Karl Lagerfeld to Design more Retail-Friendly Styles

Karl Lagerfeld Creates a Collection on the Down Low

What does Karl Lagerfeld think about the current state of fashion?

The iconic designer—who currently helms Chanel’s ready-to-wear and couture lines, designs for his own label, and co-creates Fendi’s ready-to-wear collections—recently spoke to The Business of Fashion about how he’s responding to the see now, buy now trend.

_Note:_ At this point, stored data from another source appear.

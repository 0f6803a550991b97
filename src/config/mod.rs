//! Scenario inputs: JSON scenario files and CSV parameter sweeps

mod loader;
mod types;

pub use loader::{
    load_default_scenario, load_scenario, load_scenario_from_str, load_variations,
    load_variations_from_reader, DEFAULT_SCENARIO_PATH,
};
pub use types::{Scenario, ScenarioVariation, SimulationSettings};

His particular strategy involves creating a system that allows direct-to-consumer offering to co-exist with holding traditional runway shows. “Chanel makes six collections per year, but I make already one—the capsule—that is not shown to the press, to nobody,” he revealed. “The day it comes out is the day the stores get a document. Now I want to do something else—perhaps it’s too early to talk about it—to make a special collection only for the [Internet]. Fifteen things, you buy them and you get them immediately.”

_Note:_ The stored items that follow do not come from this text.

//! Investment account funded by HELOC draws

use super::schedule::{next_dividend_date, DividendFrequency};
use crate::error::{LedgerError, LedgerResult};
use crate::money::{is_non_negative, round_cents};
use chrono::NaiveDate;
use serde::{Deserialize, Serialize};

/// Construction parameters for an [`InvestmentAccount`]
#[derive(Debug, Clone, PartialEq, Serialize, Deserialize)]
pub struct InvestmentTerms {
    /// Opening invested balance
    #[serde(default)]
    pub balance: f64,

    /// Annual dividend yield in percent (4.45 = 4.45%)
    pub dividend_yield_pct: f64,

    pub dividend_frequency: DividendFrequency,

    /// Any past or future issue date; fixes the schedule's day and phase
    pub dividend_issue_date: NaiveDate,
}

/// Invested capital plus dividends accrued but not yet withdrawn
#[derive(Debug, Clone, PartialEq, Serialize)]
pub struct InvestmentAccount {
    balance: f64,
    dividend_yield_pct: f64,
    dividend_frequency: DividendFrequency,
    dividend_issue_date: NaiveDate,
    accrued_dividends: f64,
}

impl InvestmentAccount {
    pub fn new(terms: InvestmentTerms) -> Self {
        Self {
            balance: terms.balance,
            dividend_yield_pct: terms.dividend_yield_pct,
            dividend_frequency: terms.dividend_frequency,
            dividend_issue_date: terms.dividend_issue_date,
            accrued_dividends: 0.0,
        }
    }

    pub fn balance(&self) -> f64 {
        self.balance
    }

    pub fn accrued_dividends(&self) -> f64 {
        self.accrued_dividends
    }

    pub fn dividend_yield_pct(&self) -> f64 {
        self.dividend_yield_pct
    }

    pub fn dividend_frequency(&self) -> DividendFrequency {
        self.dividend_frequency
    }

    pub fn buy(&mut self, amount: f64) -> LedgerResult<&mut Self> {
        if !is_non_negative(amount) {
            return Err(LedgerError::negative(amount));
        }
        self.balance += amount;
        Ok(self)
    }

    pub fn sell(&mut self, amount: f64) -> LedgerResult<&mut Self> {
        if !is_non_negative(amount) {
            return Err(LedgerError::negative(amount));
        }
        if amount > self.balance {
            return Err(LedgerError::InsufficientFunds {
                requested: amount,
                available: self.balance,
            });
        }
        self.balance -= amount;
        Ok(self)
    }

    /// Next dividend issue date on or after `as_of`
    pub fn next_dividend_date(&self, as_of: NaiveDate) -> NaiveDate {
        next_dividend_date(self.dividend_issue_date, self.dividend_frequency, as_of)
    }

    /// Accrue one dividend if `current_date` is an issue date
    ///
    /// The accrual always uses a monthly rate (yield / 12) whatever the issue
    /// frequency. Not idempotent: the caller must invoke it once per day.
    /// Returns the amount accrued (zero on non-issue days).
    pub fn issue_dividend(&mut self, current_date: NaiveDate) -> f64 {
        if current_date != self.next_dividend_date(current_date) {
            return 0.0;
        }
        let dividend = round_cents(self.balance * self.dividend_yield_pct / 100.0 / 12.0);
        self.accrued_dividends += dividend;
        dividend
    }

    pub fn withdraw_dividends(&mut self, amount: f64) -> LedgerResult<&mut Self> {
        if !is_non_negative(amount) {
            return Err(LedgerError::negative(amount));
        }
        if amount > self.accrued_dividends {
            return Err(LedgerError::InsufficientFunds {
                requested: amount,
                available: self.accrued_dividends,
            });
        }
        self.accrued_dividends -= amount;
        Ok(self)
    }
}

#[cfg(test)]
mod tests {
    use super::*;
    use approx::assert_abs_diff_eq;

    fn date(y: i32, m: u32, d: u32) -> NaiveDate {
        NaiveDate::from_ymd_opt(y, m, d).unwrap()
    }

    fn account(balance: f64) -> InvestmentAccount {
        InvestmentAccount::new(InvestmentTerms {
            balance,
            dividend_yield_pct: 10.0,
            dividend_frequency: DividendFrequency::Monthly,
            dividend_issue_date: date(2021, 10, 10),
        })
    }

    #[test]
    fn test_buy() {
        let mut investment = account(0.0);
        investment.buy(10_000.0).unwrap();
        assert_eq!(investment.balance(), 10_000.0);

        investment.buy(5_000.0).unwrap();
        assert_eq!(investment.balance(), 15_000.0);

        let err = investment.buy(-100.0).unwrap_err();
        assert!(matches!(err, LedgerError::InvalidAmount { .. }));

        investment.buy(0.0).unwrap();
        assert_eq!(investment.balance(), 15_000.0);
    }

    #[test]
    fn test_sell() {
        let mut investment = account(10_000.0);
        investment.sell(5_000.0).unwrap().sell(1_000.0).unwrap();
        assert_eq!(investment.balance(), 4_000.0);

        assert!(matches!(
            investment.sell(-100.0),
            Err(LedgerError::InvalidAmount { .. })
        ));

        investment.sell(0.0).unwrap();
        assert_eq!(investment.balance(), 4_000.0);

        assert!(matches!(
            investment.sell(5_000.0),
            Err(LedgerError::InsufficientFunds { .. })
        ));
        assert_eq!(investment.balance(), 4_000.0);
    }

    #[test]
    fn test_issue_dividend() {
        let mut investment = account(120_000.0);

        assert_eq!(investment.issue_dividend(date(2021, 8, 9)), 0.0);
        assert_eq!(investment.accrued_dividends(), 0.0);

        assert_eq!(investment.issue_dividend(date(2021, 8, 10)), 1_000.0);
        assert_eq!(investment.accrued_dividends(), 1_000.0);

        investment.issue_dividend(date(2021, 8, 11));
        assert_eq!(investment.accrued_dividends(), 1_000.0);

        investment.issue_dividend(date(2021, 9, 10));
        assert_eq!(investment.accrued_dividends(), 2_000.0);

        // Sunday 10th rolled to Monday 11th
        investment.issue_dividend(date(2021, 10, 11));
        assert_eq!(investment.accrued_dividends(), 3_000.0);
    }

    #[test]
    fn test_quarterly_dividend_uses_monthly_rate() {
        let mut investment = InvestmentAccount::new(InvestmentTerms {
            balance: 120_000.0,
            dividend_yield_pct: 10.0,
            dividend_frequency: DividendFrequency::Quarterly,
            dividend_issue_date: date(2021, 10, 10),
        });
        investment.issue_dividend(date(2021, 9, 10));
        assert_eq!(investment.accrued_dividends(), 0.0);
        investment.issue_dividend(date(2021, 10, 11));
        assert_eq!(investment.accrued_dividends(), 1_000.0);
    }

    #[test]
    fn test_dividend_rounds_to_cents() {
        let mut investment = account(140_589.8);
        let dividend = investment.issue_dividend(date(2021, 9, 10));
        assert_abs_diff_eq!(dividend, 1_171.58, epsilon = 1e-9);
    }

    #[test]
    fn test_withdraw_dividends() {
        let mut investment = account(120_000.0);
        investment.issue_dividend(date(2021, 10, 11));

        investment.withdraw_dividends(10.0).unwrap();
        assert_eq!(investment.accrued_dividends(), 990.0);

        assert!(matches!(
            investment.withdraw_dividends(-100.0),
            Err(LedgerError::InvalidAmount { .. })
        ));
        assert!(matches!(
            investment.withdraw_dividends(10_000.0),
            Err(LedgerError::InsufficientFunds { .. })
        ));
        assert_eq!(investment.accrued_dividends(), 990.0);
    }
}
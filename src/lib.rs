//! Smith Manoeuvre simulator
//!
//! This library provides:
//! - A mortgage ledger with a re-advanceable HELOC and Canadian semi-annual compounding
//! - An investment ledger with business-day dividend schedules
//! - A day-by-day engine that reinvests repaid principal and applies tax refunds
//! - JSON scenarios, CSV parameter sweeps and CSV ledger export

pub mod calendar;
pub mod config;
pub mod error;
pub mod investment;
pub mod money;
pub mod mortgage;
pub mod scenario;
pub mod simulation;

// Re-export commonly used types
pub use config::{Scenario, ScenarioVariation};
pub use error::{ConfigError, LedgerError, ScenarioError, SimulationError};
pub use investment::{DividendFrequency, InvestmentAccount, InvestmentTerms};
pub use mortgage::{CreditLimitRule, MortgageAccount, MortgageTerms, PaymentFrequency};
pub use scenario::ScenarioRunner;
pub use simulation::{LedgerRow, SimulationConfig, SimulationResult, SmithSimulator};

PARIS, FRANCE - OCTOBER 4: Designer Karl Lagerfeld walks the runway during the Chanel designed by Karl Lagerfeld show as part of the Paris Fashion Week Womenswear Spring/Summer 2017 on October 4, 2016 in Paris, France. (Photo by Estrop/Getty Images)

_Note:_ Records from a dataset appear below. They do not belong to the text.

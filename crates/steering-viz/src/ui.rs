/*
 * UI Module
 *
 * The egui control panel: preset selection, reset, and live tuning of the
 * steering parameters. Edits are made on a copy and handed back to the
 * population, which rejects combinations that fail validation.
 */

use nannou_egui::{egui, Egui};

use steering::{BehaviorPreset, FrameStats, SteeringParams, UpdateOrder};

#[derive(Default)]
pub struct UiActions {
    pub reset: bool,
    pub params: Option<SteeringParams>,
}

pub fn update_ui(
    egui: &mut Egui,
    selected_preset: &mut BehaviorPreset,
    current: &SteeringParams,
    stats: &FrameStats,
    show_debug: &mut bool,
    paused: &mut bool,
) -> UiActions {
    let mut actions = UiActions::default();
    let mut params = current.clone();

    let ctx = egui.begin_frame();

    egui::Window::new("Steering Controls")
        .default_pos([10.0, 10.0])
        .show(&ctx, |ui| {
            ui.collapsing("Spawn Preset", |ui| {
                for preset in BehaviorPreset::ALL {
                    ui.selectable_value(selected_preset, preset, preset.label());
                }
                ui.label("Left click to spawn, R to reset");

                if ui.button("Reset Agents").clicked() {
                    actions.reset = true;
                }
            });

            ui.collapsing("Motion Limits", |ui| {
                ui.add(egui::Slider::new(&mut params.max_speed, SteeringParams::max_speed_range()).text("Max Speed"));
                ui.add(egui::Slider::new(&mut params.max_force, SteeringParams::max_force_range()).text("Max Force"));
                ui.add(egui::Slider::new(&mut params.avoidance_weight, SteeringParams::weight_range()).text("Avoidance Weight"));
            });

            ui.collapsing("Distances", |ui| {
                ui.add(egui::Slider::new(&mut params.arrival_radius, SteeringParams::radius_range()).text("Arrival Radius"));
                ui.add(egui::Slider::new(&mut params.avoidance_distance, SteeringParams::radius_range()).text("Avoidance Distance"));
                ui.add(egui::Slider::new(&mut params.follow_distance, SteeringParams::radius_range()).text("Follow Distance"));
                ui.add(egui::Slider::new(&mut params.queue_distance, SteeringParams::radius_range()).text("Queue Distance"));
                ui.add(egui::Slider::new(&mut params.desired_distance_from_wall, SteeringParams::radius_range()).text("Wall Distance"));
            });

            ui.collapsing("Flocking Behavior", |ui| {
                ui.add(egui::Slider::new(&mut params.separation_weight, SteeringParams::weight_range()).text("Separation Weight"));
                ui.add(egui::Slider::new(&mut params.alignment_weight, SteeringParams::weight_range()).text("Alignment Weight"));
                ui.add(egui::Slider::new(&mut params.cohesion_weight, SteeringParams::weight_range()).text("Cohesion Weight"));
                ui.add(egui::Slider::new(&mut params.separation_radius, SteeringParams::radius_range()).text("Separation Radius"));
                ui.add(egui::Slider::new(&mut params.neighbor_radius, SteeringParams::radius_range()).text("Neighbor Radius"));
            });

            ui.collapsing("Performance Tuning", |ui| {
                ui.checkbox(&mut params.enable_spatial_grid, "Enable Spatial Grid");

                let mut snapshot = params.update_order == UpdateOrder::Snapshot;
                ui.checkbox(&mut snapshot, "Snapshot Update Order");
                params.update_order = if snapshot {
                    UpdateOrder::Snapshot
                } else {
                    UpdateOrder::Sequential
                };

                ui.separator();
                ui.label(format!("Agents: {}", stats.agent_count));
                ui.label(format!("Neighbor candidates: {}", stats.neighbor_candidates));
            });

            ui.checkbox(show_debug, "Show Debug Info");
            ui.checkbox(paused, "Pause Simulation");
        });

    if params != *current {
        actions.params = Some(params);
    }
    actions
}

// Draw frame statistics in the top-left corner
pub fn draw_debug_info(draw: &nannou::Draw, stats: &FrameStats, window_rect: nannou::geom::Rect) {
    let margin = 20.0;
    let line_height = 20.0;
    let panel_width = 220.0;
    let panel_height = line_height * 5.0 + margin;
    let panel_x = window_rect.left() + panel_width / 2.0;
    let panel_y = window_rect.top() - panel_height / 2.0;

    draw.rect()
        .x_y(panel_x, panel_y)
        .w_h(panel_width, panel_height)
        .color(nannou::color::rgba(0.0, 0.0, 0.0, 0.7));

    let text_x = window_rect.left() + margin;
    let text_y = window_rect.top() - margin;

    let debug_texts = [
        format!("Frame: {}", stats.frame),
        format!("Agents: {}", stats.agent_count),
        format!("Obstacles: {}", stats.obstacle_count),
        format!("Top speed: {:.2}", stats.max_speed_observed),
        format!("Top force: {:.3}", stats.max_force_observed),
    ];

    for (i, text) in debug_texts.iter().enumerate() {
        let y = text_y - (i as f32 * line_height);

        draw.text(text)
            .x_y(text_x + 80.0, y)
            .color(nannou::color::WHITE)
            .font_size(14);
    }
}
/*
 * Steering Behaviors Playground
 *
 * Interactive front end for the steering engine. Left click spawns an agent
 * running the preset selected in the control panel, the cursor is the target
 * that seek, flee, pursue, evade and arrival react to, R clears the arena and
 * Escape quits.
 *
 * Set STEERING_CONFIG to a JSON file to override the default parameters, and
 * RUST_LOG to control log output.
 */

use tracing_subscriber::EnvFilter;

mod app;
mod config;
mod input;
mod renderer;
mod ui;

fn main() {
    let _ = tracing_subscriber::fmt()
        .with_env_filter(EnvFilter::from_default_env())
        .try_init();

    nannou::app(app::model)
        .update(app::update)
        .run();
}
impl Agent {
    pub fn new(id: AgentId, position: Vec2, heading: f32, speed: f32, preset: BehaviorPreset, weights: BehaviorWeights) -> Self {
        Self {
            id,
            position,
            velocity: from_heading(heading) * speed,
            heading,
            follow_target: None,
            preset,
            weights,
            wander_angle: heading,
            previous_target: position,
            acceleration: Vec2::ZERO,
            last_force: Vec2::ZERO,
        }
    }

    pub fn preset(&self) -> BehaviorPreset {
        self.preset
    }

    pub fn weights(&self) -> &BehaviorWeights {
        &self.weights
    }

    pub fn wander_angle(&self) -> f32 {
        self.wander_angle
    }

    pub fn previous_target_position(&self) -> Vec2 {
        self.previous_target
    }

    /// Clamped total force applied by the most recent update.
    pub fn last_force(&self) -> Vec2 {
        self.last_force
    }

    // Unit vector along the velocity, or along the heading when standing still
    fn forward(&self) -> Vec2 {
        let direction = normalize(self.velocity);
        if direction == Vec2::ZERO {
            from_heading(self.heading)
        } else {
            direction
        }
    }

    // Reynolds steering: full force along (desired - velocity)
    fn steer(&self, desired: Vec2, params: &SteeringParams, dt: f32) -> Vec2 {
        normalize(desired - self.velocity) * params.max_force * dt
    }

    pub fn seek(&self, target: Vec2, params: &SteeringParams, dt: f32) -> Vec2 {
        let offset = target - self.position;
        if magnitude(offset) == 0.0 {
            return Vec2::ZERO;
        }

        let desired = normalize(offset) * params.max_speed;
        self.steer(desired, params, dt)
    }

    pub fn flee(&self, target: Vec2, params: &SteeringParams, dt: f32) -> Vec2 {
        -self.seek(target, params, dt)
    }

    // Seek the target's position extrapolated linearly over the prediction horizon
    pub fn pursue(&self, target_position: Vec2, target_velocity: Vec2, params: &SteeringParams, dt: f32) -> Vec2 {
        let predicted = target_position + target_velocity * params.prediction_time;
        self.seek(predicted, params, dt)
    }

    pub fn evade(&self, target_position: Vec2, target_velocity: Vec2, params: &SteeringParams, dt: f32) -> Vec2 {
        -self.pursue(target_position, target_velocity, params, dt)
    }

    /// Random walk on a circle just ahead of the agent.
    ///
    /// The wander angle is advanced by a uniform step in
    /// `[-wander_noise, wander_noise]` every call, independently of `dt`.
    pub fn wander<R: Rng + ?Sized>(&mut self, rng: &mut R, params: &SteeringParams, dt: f32) -> Vec2 {
        let step = if params.wander_noise > 0.0 {
            rng.gen_range(-params.wander_noise..=params.wander_noise)
        } else {
            0.0
        };
        self.wander_angle = (self.wander_angle + step).rem_euclid(TAU);

        let center = self.position + self.forward() * params.wander_distance;
        let target = center + from_heading(self.wander_angle) * params.wander_radius;
        self.seek(target, params, dt)
    }

    /// Desired velocity of the arrival behavior: full speed outside the
    /// arrival radius, scaled down linearly inside it.
    pub fn arrival_desired_velocity(&self, target: Vec2, params: &SteeringParams) -> Vec2 {
        let offset = target - self.position;
        let remaining = magnitude(offset);
        if remaining == 0.0 {
            return Vec2::ZERO;
        }

        let mut speed = params.max_speed;
        if remaining < params.arrival_radius {
            speed *= remaining / params.arrival_radius;
        }
        normalize(offset) * speed
    }

    pub fn arrival(&self, target: Vec2, params: &SteeringParams, dt: f32) -> Vec2 {
        if distance(self.position, target) == 0.0 {
            return Vec2::ZERO;
        }

        let desired = self.arrival_desired_velocity(target, params);
        self.steer(desired, params, dt)
    }

    pub fn obstacle_avoidance(&self, obstacles: &[Obstacle], params: &SteeringParams, dt: f32) -> Vec2 {
        let mut away = Vec2::ZERO;
        let mut count = 0;

        for obstacle in obstacles {
            if obstacle.is_within(self.position, params.avoidance_distance) {
                away += normalize(self.position - obstacle.position());
                count += 1;
            }
        }

        if count == 0 {
            return Vec2::ZERO;
        }

        away /= count as f32;
        normalize(away) * params.max_force * dt
    }

    /// Arrive at a point trailing the leader; a leader itself wanders.
    pub fn follow_leader<R: Rng + ?Sized>(&mut self, ctx: &WorldContext, rng: &mut R, params: &SteeringParams) -> Vec2 {
        match self.leader(ctx) {
            Some(leader) => {
                let behind = leader.position - normalize(leader.velocity) * params.follow_distance;
                self.arrival(behind, params, ctx.dt)
            }
            None => self.wander(rng, params, ctx.dt),
        }
    }

    /// Close the gap to the agent ahead, then hold position.
    pub fn queue<R: Rng + ?Sized>(&mut self, ctx: &WorldContext, rng: &mut R, params: &SteeringParams) -> Vec2 {
        match self.leader(ctx) {
            Some(leader) => {
                if distance(self.position, leader.position) > params.queue_distance {
                    self.seek(leader.position, params, ctx.dt)
                } else {
                    Vec2::ZERO
                }
            }
            None => self.wander(rng, params, ctx.dt),
        }
    }

    // Resolve the follow handle; a stale handle or a self reference means no leader
    fn leader<'a>(&self, ctx: &WorldContext<'a>) -> Option<&'a Agent> {
        self.follow_target
            .filter(|&id| id != self.id)
            .and_then(|id| ctx.agent(id))
    }

    /// Keep obstacle centers at the wall distance on either side.
    ///
    /// Rays are cast perpendicular to the direction of travel; the left ray
    /// is checked first and wins when both sides are close.
    pub fn wall_follow(&self, obstacles: &[Obstacle], params: &SteeringParams, dt: f32) -> Vec2 {
        if obstacles.is_empty() {
            return Vec2::ZERO;
        }

        let forward = self.forward();
        let left = rotate(forward, FRAC_PI_2);
        let right = -left;
        let reach = params.desired_distance_from_wall;
        let centers: Vec<Vec2> = obstacles.iter().map(Obstacle::position).collect();

        if let Some(hit) = cast_ray(self.position, left, reach, &centers) {
            return self.seek(hit.point + right * reach, params, dt);
        }
        if let Some(hit) = cast_ray(self.position, right, reach, &centers) {
            return self.seek(hit.point + left * reach, params, dt);
        }

        Vec2::ZERO
    }

    /// Cohesion, alignment and separation from one pass over `neighbors`,
    /// given as `(position, velocity)` pairs.
    pub fn flock<I>(&self, neighbors: I, params: &SteeringParams, dt: f32) -> FlockForces
    where
        I: IntoIterator<Item = (Vec2, Vec2)>,
    {
        let mut center = Vec2::ZERO;
        let mut heading = Vec2::ZERO;
        let mut away = Vec2::ZERO;
        let mut neighbor_count = 0;
        let mut separation_count = 0;

        // Process all neighbors in a single pass
        for (position, velocity) in neighbors {
            let d = distance(self.position, position);

            if d < params.neighbor_radius {
                center += position;
                heading += velocity;
                neighbor_count += 1;
            }

            if d < params.separation_radius {
                away += normalize(self.position - position);
                separation_count += 1;
            }
        }

        let mut forces = FlockForces::default();

        if neighbor_count > 0 {
            center /= neighbor_count as f32;
            heading /= neighbor_count as f32;

            forces.cohesion = self.seek(center, params, dt);

            let desired = normalize(heading) * params.max_speed;
            forces.alignment = (desired - self.velocity) * dt;
        }

        if separation_count > 0 {
            away /= separation_count as f32;
            forces.separation = self.seek(self.position + away, params, dt);
        }

        forces
    }

    /// Weighted sum of every active behavior, before clamping.
    ///
    /// Also records the external target as observed this frame, which is
    /// what pursue and evade difference against next frame.
    pub fn steering_force<R: Rng + ?Sized>(&mut self, ctx: &WorldContext, rng: &mut R, params: &SteeringParams) -> Vec2 {
        let dt = ctx.dt;
        let target = ctx.external_target;
        let target_velocity = target - self.previous_target;
        let weights = self.weights;
        let mut total = Vec2::ZERO;

        for (kind, weight) in weights.active() {
            let force = match kind {
                BehaviorKind::Seek => self.seek(target, params, dt),
                BehaviorKind::Flee => self.flee(target, params, dt),
                BehaviorKind::Pursue => self.pursue(target, target_velocity, params, dt),
                BehaviorKind::Evade => self.evade(target, target_velocity, params, dt),
                BehaviorKind::Wander => self.wander(rng, params, dt),
                BehaviorKind::Arrival => self.arrival(target, params, dt),
                BehaviorKind::Flocking => {
                    let neighbors = ctx.neighbors(self.id).map(|other| (other.position, other.velocity));
                    self.flock(neighbors, params, dt).weighted(params)
                }
                BehaviorKind::ObstacleAvoidance => self.obstacle_avoidance(ctx.obstacles, params, dt),
                BehaviorKind::FollowLeader => self.follow_leader(ctx, rng, params),
                BehaviorKind::Queue => self.queue(ctx, rng, params),
                BehaviorKind::WallFollow => self.wall_follow(ctx.obstacles, params, dt),
            };
            total += force * weight;
        }

        self.previous_target = target;
        total
    }

    // Apply a force to the agent
    pub fn apply_force(&mut self, force: Vec2) {
        self.acceleration += force;
    }

    // Update the agent's position based on its velocity and accumulated force
    pub fn update(&mut self, params: &SteeringParams, bounds: Vec2) {
        // Limit force
        let force = truncate(self.acceleration, params.max_force);
        self.last_force = force;

        // Update velocity and limit speed
        self.velocity = truncate(self.velocity + force, params.max_speed);

        // Update position and wrap around the arena
        self.position = wrap(self.position + self.velocity, bounds);

        if self.velocity != Vec2::ZERO {
            self.heading = heading_of(self.velocity);
        }

        // Reset acceleration
        self.acceleration = Vec2::ZERO;
    }

    /// Full per-frame update: steer, then integrate.
    pub fn step<R: Rng + ?Sized>(&mut self, ctx: &WorldContext, rng: &mut R, params: &SteeringParams) {
        let force = self.steering_force(ctx, rng, params);
        self.apply_force(force);
        self.update(params, ctx.bounds);
    }
}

This under-the-radar collection at allows Lagerfeld to design more retail-friendly styles that he wouldn’t necessarily send down the catwalk. “The world is changing—not always for the best—but we have to follow the changes and the Internet, but there is a way of doing it, you know?” he said. “I can show my collections and sell them and give people the time to make their choice, to order them and to make them beautifully produced and editors can photograph them. If not, that’s the end of everything.”